Política

Lula destaca redução do desmatamento na Amazônia

Presidente elogia medidas e se reúne para discutir programa habitacional

Estadao Conteudo 08/08/2026
Lula destaca redução do desmatamento na Amazônia
O presidente Luiz Inácio Lula da Silva (PT) - Foto: Ricardo Stuckert/PR

O presidente Luiz Inácio Lula da Silva (PT) anunciou que enviará ao presidente dos Estados Unidos, Donald Trump, os dados sobre o menor desmatamento da década registrado na Amazônia. "Eu quero preparar os números e mandar para o meu amigo Trump, para ele saber que quem informou ele não contou a verdade.

Lula discursou na manhã de sábado, 8, para seus apoiadores, tradicionalmente vestidos de vermelho, empunhando bandeiras dos partidos de esquerda, além de representantes de entidades sociais como o Movimento dos Trabalhadores Sem Teto (MTST). No mês passado, os EUA anunciaram a aplicação de uma nova tarifa de 25% contra o Brasil, devido a, entre outros fatores, a falhas no combate ao desmatamento.

De acordo com dados do Sistema de Detecção de Desmatamentos em Tempo Real (Deter) do Instituto Nacional de Pesquisas Espaciais (Inpe), divulgados na última sexta-feira, 7, o Brasil registrou, entre agosto de 2025 e julho de 2026, a menor área sob alerta de desmatamento na Amazônia nos últimos dez anos, desde que a série histórica foi iniciada, em 2016.

Lula ainda elogiou o ex-ministro da Fazenda e candidato ao governo de São Paulo, Fernando Haddad (PT), pela aprovação da reforma tributária. Na avaliação do presidente, a reforma, que entrará em vigor em 2027, "certamente vai beneficiar muito o Brasil, o povo brasileiro, as empresas e o comércio, porque é uma reforma tributária justa".

O presidente também atribuiu a Haddad o projeto que isentou pessoas que ganham até R$ 5 mil por mês do imposto de renda. "É um acerto da nossa política econômica", afirmou.

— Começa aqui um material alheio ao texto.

/// Resolve a fault inside a writable mapping
///
/// Reads page in file content read-only; writes record the page as dirty
/// and make it writable.
pub(crate) fn resolve_dirty(
    mappings: &mut MappingTable,
    stores: &mut StoreRegistry,
    stats: &FaultStats,
    id: MappingId,
    addr: VAddr,
    access: Access,
) -> Resolution {
    let Some(mapping) = mappings.active.get_mut(&id) else {
        return Resolution::Unclassified;
    };
    let Some((store, page)) = locate(mapping, stores, addr) else {
        return Resolution::Unclassified;
    };
    let store_page = mapping.first_page() + page;
    let prot = store.page_prot(store_page).unwrap_or(Prot::empty());
    if prot.permits(access) {
        return Resolution::Resumed;
    }

    match mark(mapping, store, page, prot, access, stats) {
        Ok(()) => Resolution::Resumed,
        Err(err) => Resolution::Failed(err),
    }
}

/// Apply a resolved access to page `page` of a writable mapping
fn mark(mapping: &mut FileMapping, store: &mut BackingStore, page: usize, prot: Prot, access: Access, stats: &FaultStats) -> Result {
    let store_page = mapping.first_page() + page;
    if prot.is_empty() {
        mapping.page_in(store, page)?;
        stats.record_page_in();
    }
    match access {
        Access::Read => store.set_prot(store_page, 1, Prot::READ),
        Access::Write => {
            if mapping.dirty.set(page) {
                stats.record_dirty_mark();
            }
            store.invalidate_snapshot();
            store.set_prot(store_page, 1, Prot::RW)
        }
    }
}
// Copyright 2025 The Rustux Authors
//
// Use of this source code is governed by a MIT-style
// license that can be found in the LICENSE file or at
// https://opensource.org/licenses/MIT

//! Fixed-Size Bitmap
//!
//! Storage is allocated once at construction. Setting and clearing bits
//! never allocates, so a bitmap can be updated from the fault handler.

/// Bitmap storage word
pub type BitmapStorage = u64;

const WORD_BITS: usize = BitmapStorage::BITS as usize;

/// Fixed-size bitmap
#[derive(Debug, Clone, PartialEq, Eq)]
pub struct Bitmap {
    words: Box<[BitmapStorage]>,
    size: usize,
}

impl Bitmap {
    /// Create a bitmap of `size` cleared bits
    pub fn new(size: usize) -> Self {
        let words = vec![0; size.div_ceil(WORD_BITS)].into_boxed_slice();
        Self { words, size }
    }

    /// Number of bits
    pub fn size(&self) -> usize {
        self.size
    }

    /// Test a bit; out-of-range bits read as clear
    pub fn get(&self, bit: usize) -> bool {
        bit < self.size && self.words[bit / WORD_BITS] & (1 << (bit % WORD_BITS)) != 0
    }

    /// Set a bit, returning whether it was clear before
    pub fn set(&mut self, bit: usize) -> bool {
        assert!(bit < self.size, "bit {} out of range {}", bit, self.size);
        let mask = 1 << (bit % WORD_BITS);
        let word = &mut self.words[bit / WORD_BITS];
        let was_clear = *word & mask == 0;
        *word |= mask;
        was_clear
    }

    /// Number of set bits
    pub fn count_ones(&self) -> usize {
        self.words.iter().map(|w| w.count_ones() as usize).sum()
    }

    /// Iterate set bit indices in ascending order
    pub fn iter_ones(&self) -> impl Iterator<Item = usize> + '_ {
        (0..self.size).filter(move |&bit| self.get(bit))
    }
}
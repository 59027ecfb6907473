// Copyright 2025 The Rustux Authors
//
// Use of this source code is governed by a MIT-style
// license that can be found in the LICENSE file or at
// https://opensource.org/licenses/MIT

//! wamem - Guard-Page Backed Linear Memory
//!
//! Backing stores for the linear memory of a sandboxed VM. A host installs
//! the fault handler once, then creates stores that reserve a large range
//! and commit only a prefix, clones them copy-on-write, and projects files
//! into them.
//!
//! # Usage
//!
//! ```rust,no_run
//! use wamem::install_once;
//!
//! let ctx = install_once()?;
//! let store = ctx.create_reserved(512 << 20, 64 << 10)?;
//! ctx.store_u8(store, 10, 42)?;
//! assert_eq!(ctx.load_u8(store, 10)?, 42);
//!
//! let (base, committed) = ctx.raw_parts(store)?;
//! # let _ = (base, committed);
//! # Ok::<(), wamem::Error>(())
//! ```

#![cfg(unix)]

pub mod bitmap;
pub mod cmdline;
pub mod debug;
pub mod err;
pub mod sync;
pub mod types;
pub mod vm;

pub use cmdline::Config;
pub use err::{Error, Result};
pub use types::{MappingId, Size, Status, StoreId, VAddr};
pub use vm::{
    install_once, install_once_with, Context, FaultStatsSnapshot, MapOptions, Populate, StoreInfo,
    StoreKind,
};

Lula destacou que a economia está em crescimento e citou indicadores que, segundo ele, confirmam a melhora do cenário econômico. "Temos a menor inflação acumulada em quatro anos, o menor desemprego da história e o maior crescimento da massa salarial da história", afirmou.

"O Brasil não crescia acima de 3% desde que eu deixei a presidência da República em 2010", ressaltou. O presidente também enfatizou que "não é possível um país dar certo" se o dinheiro não estiver circulando entre a população e concentrado nas mãos de poucos.

Reforma Casa Brasil

Lula anunciou que se reuniu com os presidentes da Caixa Econômica Federal e do Banco do Brasil para entender por que o programa Reforma Casa Brasil, que oferece linhas de crédito para financiar melhorias habitacionais, "não anda". "Eu quero entender por que a gente faz o programa e ele não avança", disse.

O programa é gerido pela Caixa e disponibilizou R$ 40 bilhões para crédito, dos quais R$ 30 bilhões são oriundos do Fundo Social no Programa Minha Casa, Minha Vida (MCMV). Segundo o presidente, o programa enfrenta "dificuldades de execução" devido a "muitas exigências".

"Às vezes, a pessoa tem um terreno que não está legalizado, a prefeitura não fez a documentação e ele quer construir sua casa, precisa da reforma, pode pagar, mas não consegue, devido à burocracia", ressaltou Lula. Para o presidente, a "lerdeza da máquina burocrática não é o tempo de quem precisa das coisas".

Lula reiterou a previsão de contratar 3 milhões de casas pelo MCMV até dezembro. "E precisamos fazer mais. Vamos continuar entregando as chaves das casas para as mulheres e ajudando aqueles que ganham menos, pois casa é um direito constitucional", acrescentou.

O evento, que marcou os 30 anos do movimento social, ocorreu na Arena Multiúso de Taboão da Serra, município da região metropolitana de São Paulo. Nos arredores, moradores curiosos se debruçavam nas janelas e lajes das casinhas de tijolo aparente. Antes dos discursos, as caixas de som tocavam uma playlist festiva com samba, pagode e MPB, abrindo com o clássico "Vermelho", do compositor Chico da Silva, na voz de Fafá de Belém.